I pazienti che arrivano alla clinica per lo stress,
vengono in genere su indicazione dei loro medici curanti
per qualche problema specifico. Quando si presentano,
chiediamo di mettere a fuoco tre obiettivi, che
desiderano raggiungere. Ma poi, spesso con loro grande
sorpresa, suggeriamo loro di non cercare di fare
progressi verso il raggiungimento di quegli obbiettivi
nel corso delle otto settimane. Se un obbiettivo è quello
di ridurre il dolore o l'ipertensione o l'ansia,
raccomandiamo loro di non cercare di alleviare il dolore,
di abbassare la pressione o di liberarsi dall'ansia, bensì
soltanto di restare nel presente e di seguire attentamente
le istruzioni per la meditazione.
Come vedremo più oltre, nella meditazione la via
migliore per ottenere risultati è quella di non cercare di
ottenere risultati, e di concentrare invece l'attenzione sul
vedere e accettare le cose così come sono, momento per
momento. Con pazienza e con una pratica regolare, il
movimento verso i risultati avverrà da sé. Esso sarà uno
sviluppo spontaneo: tu ti limiti a fargli spazio e a
invitarlo dentro di te.
Accettazione
Accettazione significa vedere le cose così come sono
nel momento presente. Se hai mal di testa, accetta che hai
mal di testa. Se pesi qualche chilo in più di quanto
vorresti, accettalo come una descrizione dello stato
attuale del tuo corpo. Prima o poi è inevitabile accettare
che le cose sono così come sono, anche quando si tratta
di una diagnosi di cancro o della morte di una persona
amata.
Spesso arriviamo all'accettazione solo dopo aver
attraversato periodi emotivamente difficili di rimozione
e di rabbia. Questi passaggi sono fasi naturali del
cammino verso l'accettazione e fanno parte del processo
di guarigione. Ma, lasciando da parte per ora le grandi
calamità della vita, le ferite la cui guarigione richiede di
solito parecchio tempo, nella vita di ogni giorno spesso
sprechiamo una gran quantità di energia nel resistere a
ciò che già di fatto è così com'è. Cercando di forzare le
situazioni a essere come vorremmo che fossero creiamo
solo ulteriori tensioni che ostacolano la guarigione, la
crescita e il cambiamento positivo.
Per esempio, se ti senti grassa e il tuo corpo non ti
piace e sei disposta ad apprezzarlo solo il giorno in cui
avrà il peso che vuoi tu, questo atteggiamento non ti
aiuta, genera un circolo vizioso. Non amando il tuo
corpo, sei meno sensibile alle sue esigenze e meno
capace, per esempio, di fornirgli l'alimentazione di cui
ha bisogno. Se vuoi uscire da questa situazione
frustrante, sarà bene che tu prenda in considerazione la
possibilità di amarti così come sei ora, perché ora è il solo
momento in cui puoi amarti.
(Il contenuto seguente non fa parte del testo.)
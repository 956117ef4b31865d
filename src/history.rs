// -*- coding: utf-8 -*-
// SPDX-License-Identifier: Apache-2.0 OR MIT
// Copyright (C) 2025 Michael Büsch <m@bues.ch>

/// Sliding window of the last `SIZE` values.
#[derive(Clone, Debug)]
pub struct History<T, const SIZE: usize> {
    hist: [T; SIZE],
    len: usize,
}

impl<T: Copy, const SIZE: usize> History<T, SIZE> {
    pub const fn new(init: T) -> Self {
        Self {
            hist: [init; SIZE],
            len: 0,
        }
    }

    pub fn push_back(&mut self, new: T) {
        for i in 1..SIZE {
            self.hist[i - 1] = self.hist[i];
        }
        if let Some(last) = self.hist.last_mut() {
            *last = new;
        }
        self.len = (self.len + 1).min(SIZE);
    }

    /// The filled part of the window, oldest first.
    pub fn as_slice(&self) -> &[T] {
        &self.hist[SIZE - self.len..]
    }

    pub fn len(&self) -> usize {
        self.len
    }

    pub fn is_empty(&self) -> bool {
        self.len == 0
    }

    pub fn is_full(&self) -> bool {
        self.len == SIZE
    }

    pub fn clear(&mut self) {
        self.len = 0;
    }
}

#[cfg(test)]
mod test {
    use super::*;

    #[test]
    fn test_window() {
        let mut h: History<u8, 3> = History::new(0);
        assert!(h.is_empty());
        h.push_back(1);
        h.push_back(2);
        assert_eq!(h.as_slice(), &[1, 2]);
        h.push_back(3);
        h.push_back(4);
        assert!(h.is_full());
        assert_eq!(h.as_slice(), &[2, 3, 4]);
        h.clear();
        assert_eq!(h.as_slice(), &[] as &[u8]);
    }
}

// vim: ts=4 sw=4 expandtab
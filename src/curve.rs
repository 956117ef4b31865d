// -*- coding: utf-8 -*-
// SPDX-License-Identifier: Apache-2.0 OR MIT
// Copyright (C) 2025 Michael Büsch <m@bues.ch>

use crate::fixpt::Fix16;
use curveipo::Curve;

/// Piecewise linear curve over points with ascending x.
///
/// Inputs outside of the x range clamp to the endpoint values.
#[derive(Clone)]
pub struct InterpolationCurve<const N: usize> {
    curve: Curve<Fix16, (Fix16, Fix16), N>,
    x_lo: Fix16,
    x_hi: Fix16,
}

impl<const N: usize> InterpolationCurve<N> {
    pub fn new(points: [(Fix16, Fix16); N]) -> Self {
        let x_lo = points.first().map(|p| p.0).unwrap_or(Fix16::ZERO);
        let x_hi = points.last().map(|p| p.0).unwrap_or(Fix16::ZERO);
        Self {
            curve: Curve::new(points),
            x_lo,
            x_hi,
        }
    }

    pub fn get(&self, x: Fix16) -> Fix16 {
        self.curve.lin_inter(x.max(self.x_lo).min(self.x_hi))
    }
}


// vim: ts=4 sw=4 expandtab
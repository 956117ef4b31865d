// -*- coding: utf-8 -*-
// SPDX-License-Identifier: Apache-2.0 OR MIT
// Copyright (C) 2025 Michael Büsch <m@bues.ch>

//! Back-EMF scale and drive nonlinearity measurement.
//!
//! The motor is driven open loop through a fixed set of setpoints.
//! The settled back-EMF resistance at full power becomes the speed scale
//! and the relation between setpoint and speed is turned into the
//! speed-to-setpoint lookup table.

use super::{AbortReason, CalibCtx, StageStatus};
use crate::{
    analog::Sample,
    config::{ConfigStore, RPM_TABLE_LEN},
    fixpt::Fix16,
    polyfit::{polyfit, polyval},
    regulator::Regulator,
    stability::StabilityFilter,
    timer::{Countdown, RelTicks},
};

/// Open loop setpoints. Dense at the low end, where the motor starts.
const SETPOINTS: [f32; 18] = [
    0.046875, 0.0625, 0.078125, 0.09375, 0.109375, 0.125, 0.140625, 0.15625, 0.171875, 0.1875,
    0.203125, 0.234375, 0.265625, 0.296875, 0.328125, 0.65, 0.75, 1.0,
];
const NR_POINTS: usize = SETPOINTS.len();

/// Lower end of the near linear speed range.
const LINEAR_LO: f32 = 0.17;
/// Upper end of the near linear speed range.
const LINEAR_HI: f32 = 0.4;
/// Spacing of the slope helper point of the bridging spline.
const HELPER_DX: f32 = 1.0 / 16.0;

/// Motor off time after the measurement.
const COOLDOWN: RelTicks = RelTicks::from_millis(1000);

/// 0.3% tolerance over medians of 12 mains periods.
type SpeedTracker = StabilityFilter<3, 12, { 12 * 13 }>;

#[derive(Clone, Debug)]
enum State {
    Start,
    Measure(usize),
    Cooldown(Countdown),
}

pub struct SpeedCal {
    state: State,
    tracker: SpeedTracker,
    rekv: [f32; NR_POINTS],
}

impl SpeedCal {
    pub fn new() -> Self {
        Self {
            state: State::Start,
            tracker: SpeedTracker::new(),
            rekv: [0.0; NR_POINTS],
        }
    }

    pub fn tick<R: Regulator, S: ConfigStore>(
        &mut self,
        ctx: &mut CalibCtx<'_, R, S>,
        sample: &Sample,
    ) -> StageStatus {
        match self.state {
            State::Start => {
                // Measure raw back-EMF resistance.
                ctx.speedo.set_rekv_to_speed(Fix16::ONE);
                ctx.set_setpoint(Fix16::from_f32(SETPOINTS[0]));
                self.state = State::Measure(0);
            }
            State::Measure(idx) => {
                ctx.set_setpoint(Fix16::from_f32(SETPOINTS[idx]));
                if !sample.zero_cross_up {
                    return StageStatus::Running;
                }
                self.tracker.push(ctx.speedo.speed());
                if !self.tracker.is_stable_or_exceeded() {
                    return StageStatus::Running;
                }
                self.rekv[idx] = self.tracker.average().to_f32();
                self.tracker.reset();
                debug!("calib speed: setpoint {} -> {}", SETPOINTS[idx], self.rekv[idx]);

                if idx + 1 < NR_POINTS {
                    self.state = State::Measure(idx + 1);
                    return StageStatus::Running;
                }

                ctx.set_setpoint(Fix16::ZERO);
                let Some((scale, table)) = fit_drive_table(&SETPOINTS, &self.rekv) else {
                    return StageStatus::Aborted(AbortReason::FitFailed);
                };
                info!("calib speed: back-EMF scale {} Ohm", scale);
                ctx.cfg.save_speed_scale(ctx.store, scale, &table);
                ctx.reload();
                self.state = State::Cooldown(Countdown::new(COOLDOWN));
            }
            State::Cooldown(ref mut countdown) => {
                ctx.set_setpoint(Fix16::ZERO);
                if countdown.tick() {
                    return StageStatus::Done;
                }
            }
        }
        StageStatus::Running
    }
}

impl Default for SpeedCal {
    fn default() -> Self {
        Self::new()
    }
}

/// Fit the speed-to-setpoint table from measured back-EMF resistances.
///
/// Returns the speed scale (the full power back-EMF resistance)
/// and the setpoints for the speeds `(i + 1) / 17`.
pub fn fit_drive_table(
    setpoints: &[f32; NR_POINTS],
    rekv: &[f32; NR_POINTS],
) -> Option<(f32, [f32; RPM_TABLE_LEN])> {
    let n = NR_POINTS;
    let scale = rekv[n - 1];
    if !scale.is_finite() || scale <= 0.0 {
        return None;
    }
    let rpm = rekv.map(|r| (r / scale).clamp(0.0, 1.0));
    let sp = setpoints;

    // Near linear range at the low end.
    let first = rpm.iter().position(|&r| r >= LINEAR_LO)?;
    let last = (first..n).take_while(|&i| rpm[i] <= LINEAR_HI).last()?;
    let lin: [f32; 2] = polyfit(&sp[first..=last], &rpm[first..=last])?;
    if lin[1] <= 0.0 {
        return None;
    }

    let mut s = [0.0_f32; 7];
    let mut r = [0.0_f32; 7];
    // Extrapolated motor start and the half speed point.
    s[0] = -lin[0] / lin[1];
    s[1] = (0.5 - lin[0]) / lin[1];
    r[1] = 0.5;
    // The top three points are measured verbatim.
    for k in 0..3 {
        s[4 + k] = sp[n - 3 + k];
        r[4 + k] = rpm[n - 3 + k];
    }
    let slope = (r[6] - r[4]) / (s[6] - s[4]);
    let lo = r[4] + slope * (s[5] - s[4]);
    let hi = r[6] - 0.5 * slope * (s[6] - s[5]);
    r[5] = r[5].max(lo).min(hi);

    // Cubic bridge from the linear range into the measured top range,
    // leaving the top range with the local slope.
    if s[1] >= s[4] {
        return None;
    }
    let bx = [s[0], s[1], s[4], s[4] + HELPER_DX];
    let by = [0.0, 0.5, r[4], r[4] + slope * HELPER_DX];
    let bridge: [f32; 4] = polyfit(&bx, &by)?;
    for k in 0..2 {
        s[2 + k] = s[1] + (k + 1) as f32 * (s[4] - s[1]) / 3.0;
        r[2 + k] = polyval(&bridge, s[2 + k]);
    }

    // Invert: setpoint for evenly spaced speeds.
    let mut table = [0.0_f32; RPM_TABLE_LEN];
    for (i, out) in table.iter_mut().enumerate() {
        let want = (i + 1) as f32 / (RPM_TABLE_LEN + 1) as f32;
        let idx = (0..6).rev().find(|&k| r[k] < want).unwrap_or(0);
        let dr = r[idx + 1] - r[idx];
        let setpoint = if dr > 0.0 {
            s[idx] + (want - r[idx]) * (s[idx + 1] - s[idx]) / dr
        } else {
            s[idx]
        };
        *out = setpoint.clamp(0.0, 1.0);
    }
    if table.iter().any(|v| !v.is_finite()) {
        return None;
    }

    Some((scale, table))
}


// vim: ts=4 sw=4 expandtab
Ricorda, ora è il solo
momento che hai a disposizione per qualsiasi cosa! Ogni
cambiamento passa in primo luogo attraverso
l'accettazione di te stessa così come sei.
Quando assumi questo atteggiamento, dimagrire
diviene meno importante e diviene anche molto più
facile. Coltivando l'accettazione crei le condizioni
preliminari per la trasformazione.
Accettazione non significa che deve piacerti tutto di te
o che devi assumere un atteggiamento passivo e
rinunciare ai tuoi principi e ai tuoi valori. Non significa
che devi essere soddisfatta delle cose così come sono o
rassegnata. Non significa che non devi cercare di liberarti
delle tue abitudini autodistruttive o che devi tollerare
l'ingiustizia, per esempio, e rinunciare a ogni impegno
per cambiare il mondo. L'accettazione di cui parlo è
semplicemente una disponibilità a vedere le cose così
come sono. È l'atteggiamento che pone i presupposti per
una azione appropriata nella tua vita, di qualsiasi cosa si
tratti. È molto più facile agire con convinzione e con
efficacia quando abbiamo una chiara immagine di come
stanno le cose, che quando la nostra visione è velata da
giudizi e desideri. Nella pratica della meditazione,
coltiviamo l'accettazione prendendo ogni momento così
come viene e vivendolo nella sua pienezza. Non
cerchiamo di sovrapporre all'esperienza le nostre idee su
cosa dovremmo sentire, pensare o vedere, bensì restiamo
ricettivi a ciò che sentiamo, pensiamo e vediamo in
questo momento. Di una cosa possiamo essere certi: che
ciò che è oggetto della nostra attenzione in questo
momento cambierà, offrendoci l'occasione di coltivare
l'accettazione di ciò che si presenterà nel momento
successivo.
'Lasciare andare'
Si dice che in India vi sia un sistema particolarmente
astuto per catturare le scimmie. Il cacciatore fa un buco in
un guscio di noce di cocco, abbastanza grande da lasciare
appena passare la mano della scimmia. Poi fa due buchi
più piccoli, vi fa passare una corda e fissa la noce di
cocco alla base di una palma. Dentro alla noce di cocco
mette una banana. La scimmia scende dall'albero, infila
la mano nel guscio e afferra la banana. La forma del buco
è tale che la mano aperta della scimmia ci passa, ma il
pugno chiuso no. Alla scimmia, per liberarsi, basterebbe
lasciare andare la banana. Ma, se dobbiamo credere al
racconto, sembra che la maggior parte delle scimmie non
sia disposta a farlo. Spesso la nostra mente resta
intrappolata proprio come quelle scimmie, malgrado
tutta la nostra intelligenza. Perciò coltivare il non
attaccamento, la capacità di lasciare andare, è
fondamentale per la pratica della consapevolezza.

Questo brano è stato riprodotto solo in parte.